- Relator(a)
- Ministro Rogerio Schietti Cruz
- Órgão julgador
- Sexta Turma
- Data do julgamento
- 16/10/2014
- Data de publicação
- 03/11/2014
STJ – Acórdão, Rel. Ministro Rogerio Schietti Cruz, Sexta Turma, j. 16/10/2014, p. 03/11/2014
HABEAS CORPUS SUBSTITUTIVO DE REVISÃO CRIMINAL. HOMICÍDIO QUALIFICADO. DEFICIÊNCIA MANIFESTA DA DEFESA TÉCNICA. TRÂNSITO EM JULGADO DA CONDENAÇÃO. PREJUÍZO GRAVE E EFETIVO. VIOLAÇÃO DA AMPLA DEFESA. NULIDADE NÃO APRECIADA PELO TRIBUNAL DE ORIGEM. HABEAS CORPUS NÃO CONHECIDO. ORDEM CONCEDIDA, DE OFÍCIO. 1. O advogado é indispensável à administração da justiça e a Defensoria Pública é instituição permanente, essencial à função jurisdicional do Estado, incumbindo-lhe, como expressão e instrumento do regime democrático, fundamentalmente, a orientação jurídica, a promoção dos direitos humanos e a defesa, em todos os graus, judicial e extrajudicial, dos direitos individuais e coletivos, de forma integral e gratuita, aos necessitados, na forma da Constituição Federal. 2. A ampla defesa, como garantia imanente ao devido processo legal, não se limita à defesa formal, mas exige o exercício efetivo da defesa do acusado, com todos os meios e recursos que lhe são inerentes, na dicção da Carta Maior (art. 5º, inc.
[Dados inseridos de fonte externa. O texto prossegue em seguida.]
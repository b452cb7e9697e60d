//! Day 2: Cube Conundrum

use anyhow::{Context, anyhow};
use aoc_solver::{AocParser, ParseError, PartSolver, SolveError};
use aoc_solver_macros::{AocSolver, AutoRegisterSolver};
use regex::Regex;
use std::sync::LazyLock;

#[derive(AocSolver, AutoRegisterSolver)]
#[aoc_solver(max_parts = 2)]
#[aoc(year = 2023, day = 2, tags = ["2023", "parsing"])]
pub struct Solver;

/// Bag contents that part 1 checks each game against
const BAG: CubeCounts = CubeCounts {
    red: 12,
    green: 13,
    blue: 14,
};

static GAME_HEADER: LazyLock<Regex> =
    LazyLock::new(|| Regex::new(r"^Game (\d+):(.*)$").expect("valid game header regex"));
static CUBES: LazyLock<Regex> =
    LazyLock::new(|| Regex::new(r"(\d+) (red|green|blue)").expect("valid cube regex"));

#[derive(Debug, Default, Clone, Copy, PartialEq, Eq)]
pub struct CubeCounts {
    pub red: u32,
    pub green: u32,
    pub blue: u32,
}

impl CubeCounts {
    fn max(self, other: Self) -> Self {
        Self {
            red: self.red.max(other.red),
            green: self.green.max(other.green),
            blue: self.blue.max(other.blue),
        }
    }

    fn fits_in(&self, bag: &Self) -> bool {
        self.red <= bag.red && self.green <= bag.green && self.blue <= bag.blue
    }

    /// Colours never drawn count as 1
    fn power(&self) -> u64 {
        [self.red, self.green, self.blue]
            .into_iter()
            .map(|n| u64::from(n.max(1)))
            .product()
    }
}

/// One game: its id and the largest count of each colour over all draws
#[derive(Debug, Clone, Copy, PartialEq, Eq)]
pub struct Game {
    pub id: u32,
    pub max: CubeCounts,
}

fn parse_draw(draw: &str) -> anyhow::Result<CubeCounts> {
    let mut counts = CubeCounts::default();
    for caps in CUBES.captures_iter(draw) {
        let n: u32 = caps[1].parse().context("cube count too large")?;
        match &caps[2] {
            "red" => counts.red += n,
            "green" => counts.green += n,
            _ => counts.blue += n,
        }
    }
    Ok(counts)
}

fn parse_game(line: &str) -> anyhow::Result<Game> {
    let caps = GAME_HEADER
        .captures(line)
        .ok_or_else(|| anyhow!("expected `Game <id>: ...`"))?;
    let id = caps[1].parse().context("game id too large")?;
    let max = caps[2]
        .split(';')
        .map(parse_draw)
        .try_fold(CubeCounts::default(), |acc, draw| draw.map(|d| acc.max(d)))?;
    Ok(Game { id, max })
}

impl AocParser for Solver {
    type SharedData<'a> = Vec<Game>;

    fn parse<'a>(input: &'a str) -> Result<Self::SharedData<'a>, ParseError> {
        input
            .lines()
            .enumerate()
            .filter(|(_, line)| !line.trim().is_empty())
            .map(|(idx, line)| {
                parse_game(line.trim())
                    .map_err(|e| ParseError::InvalidFormat(format!("(line {}) {}", idx + 1, e)))
            })
            .collect()
    }
}

impl PartSolver<1> for Solver {
    fn solve(shared: &mut Self::SharedData<'_>) -> Result<String, SolveError> {
        let sum: u64 = shared
            .iter()
            .filter(|game| game.max.fits_in(&BAG))
            .map(|game| u64::from(game.id))
            .sum();
        Ok(sum.to_string())
    }
}

impl PartSolver<2> for Solver {
    fn solve(shared: &mut Self::SharedData<'_>) -> Result<String, SolveError> {
        let sum: u64 = shared.iter().map(|game| game.max.power()).sum();
        Ok(sum.to_string())
    }
}

#[cfg(test)]
mod tests {
    use super::*;
    use aoc_solver::Solver as _;

    const EXAMPLE: &str = "\
Game 1: 3 blue, 4 red; 1 red, 2 green, 6 blue; 2 green
Game 2: 1 blue, 2 green; 3 green, 4 blue, 1 red; 1 green, 1 blue
Game 3: 8 green, 6 blue, 20 red; 5 blue, 4 red, 13 green; 5 green, 1 red
Game 4: 1 green, 3 red, 6 blue; 3 green, 6 red; 3 green, 15 blue, 14 red
Game 5: 6 red, 1 blue, 3 green; 2 blue, 1 red, 2 green
";

    #[test]
    fn test_example() {
        let mut shared = Solver::parse(EXAMPLE).unwrap();
        assert_eq!(Solver::solve_part(&mut shared, 1).unwrap(), "8");
        assert_eq!(Solver::solve_part(&mut shared, 2).unwrap(), "2286");
    }

    #[test]
    fn test_game_maxima() {
        let game = parse_game("Game 7: 1 red, 2 blue; 5 red; 3 green").unwrap();
        assert_eq!(
            game,
            Game {
                id: 7,
                max: CubeCounts {
                    red: 5,
                    green: 3,
                    blue: 2
                }
            }
        );
    }

    #[test]
    fn test_repeated_colour_in_one_draw_is_summed() {
        let counts = parse_draw(" 2 red, 3 red, 1 blue").unwrap();
        assert_eq!(counts.red, 5);
        assert_eq!(counts.blue, 1);
    }

    #[test]
    fn test_missing_colour_counts_as_one_for_power() {
        let game = parse_game("Game 1: 4 red; 2 blue").unwrap();
        assert_eq!(game.max.power(), 8);
    }

    #[test]
    fn test_malformed_line_reports_line_number() {
        match Solver::parse("Game 1: 1 red\nnot a game") {
            Err(ParseError::InvalidFormat(msg)) => assert!(msg.starts_with("(line 2)")),
            other => panic!("expected InvalidFormat, got {other:?}"),
        }
    }
}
LV, CF). 3. Nos termos da Súmula n. 523 do Supremo Tribunal Federal, "no processo penal, a falta da defesa constitui nulidade absoluta, mas a sua deficiência só o anulará se houver prova de prejuízo para o réu". 4. Dados os interesses subjacentes à persecução penal e os malefícios ao indivíduo que decorrem do processo penal e da pena que venha a ser-lhe impingida, é dever do Estado assegurar que o acusado não se veja prejudicado pela total incúria do profissional que o assiste. 5. A despeito da voluntariedade dos recursos e da soberania das decisões do Tribunal do Júri, constitui causa de nulidade absoluta a iniciativa da defesa que, demonstrando erro grosseiro e indesculpável, maneja recurso manifestamente incabível para atacar o ato judicial desfavorável - a defensora dativa interpôs recurso em sentido estrito contra acórdão em apelação -, acarretando o não conhecimento do recurso e, consequentemente, o trânsito em julgado da condenação e o recolhimento do paciente à prisão. 6. Writ não conhecido. Ordem concedida, de ofício, para cancelar o trânsito em julgado e anular parcialmente o processo, reabrindo-se os prazos recursais e expedindo-se alvará de soltura a favor do paciente. (HC n. 266.490/SP, relator Ministro Rogerio Schietti Cruz, Sexta Turma, julgado em 16/10/2014, DJe de 3/11/2014.)